■ Data entries ■
--- START ---

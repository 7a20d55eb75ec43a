//! devlaunch Classpath Resolution
//!
//! Derives the ordered module-search path for one launch from the resolved
//! artifact set and developer-specified extra directories.
//!
//! # Flow
//!
//! ```text
//! ArtifactSet ─ classify ─┬─ Excluded (scope)
//!                         ├─ DirectEntry ──────────────┐
//!                         └─ NeedsExpansion → temp dir ┤→ entries (ordered, unique)
//! extra dirs ─ exists? ────────────────────────────────┘
//! ```
//!
//! # Example
//!
//! ```rust,ignore
//! use devlaunch_classpath::{ClassLoaderResolutionRequest, ClasspathEntryResolver};
//!
//! let request = ClassLoaderResolutionRequest::builder(artifacts)
//!     .extra_dir("target/classes")
//!     .build();
//! let result = ClasspathEntryResolver::new().resolve(&request)?;
//! for dir in result.temp_directories() {
//!     registry.register_directory(dir);
//! }
//! ```

#![warn(missing_docs)]
#![warn(unreachable_pub)]

pub mod error;
pub mod expander;
pub mod request;
pub mod resolver;
pub mod war;

pub use error::{ClasspathResolutionError, ExpansionError};
pub use expander::{ArchiveExpander, ArtifactClass, ExpanderRegistry};
pub use request::{ClassLoaderResolutionRequest, ClassLoaderResolutionResult, RequestBuilder};
pub use resolver::ClasspathEntryResolver;
pub use war::WarExpander;

/// Version of this crate
pub const VERSION: &str = env!("CARGO_PKG_VERSION");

--- END ---

■ Assignment ■
Each entry in the data should be restated exactly as it was written.

■ Output for this exercise ■
repository 7a20d55eb75ec43a
//! devlaunch Classpath Resolution
//!
//! Derives the ordered module-search path for one launch from the resolved
//! artifact set and developer-specified extra directories.
//!
//! # Flow
//!
//! ```text
//! ArtifactSet ─ classify ─┬─ Excluded (scope)
//!                         ├─ DirectEntry ──────────────┐
//!                         └─ NeedsExpansion → temp dir ┤→ entries (ordered, unique)
//! extra dirs ─ exists? ────────────────────────────────┘
//! ```
//!
//! # Example
//!
//! ```rust,ignore
//! use devlaunch_classpath::{ClassLoaderResolutionRequest, ClasspathEntryResolver};
//!
//! let request = ClassLoaderResolutionRequest::builder(artifacts)
//!     .extra_dir("target/classes")
//!     .build();
//! let result = ClasspathEntryResolver::new().resolve(&request)?;
//! for dir in result.temp_directories() {
//!     registry.register_directory(dir);
//! }
//! ```

#![warn(missing_docs)]
#![warn(unreachable_pub)]

pub mod error;
pub mod expander;
pub mod request;
pub mod resolver;
pub mod war;

pub use error::{ClasspathResolutionError, ExpansionError};
pub use expander::{ArchiveExpander, ArtifactClass, ExpanderRegistry};
pub use request::{ClassLoaderResolutionRequest, ClassLoaderResolutionResult, RequestBuilder};
pub use resolver::ClasspathEntryResolver;
pub use war::WarExpander;

/// Version of this crate
pub const VERSION: &str = env!("CARGO_PKG_VERSION");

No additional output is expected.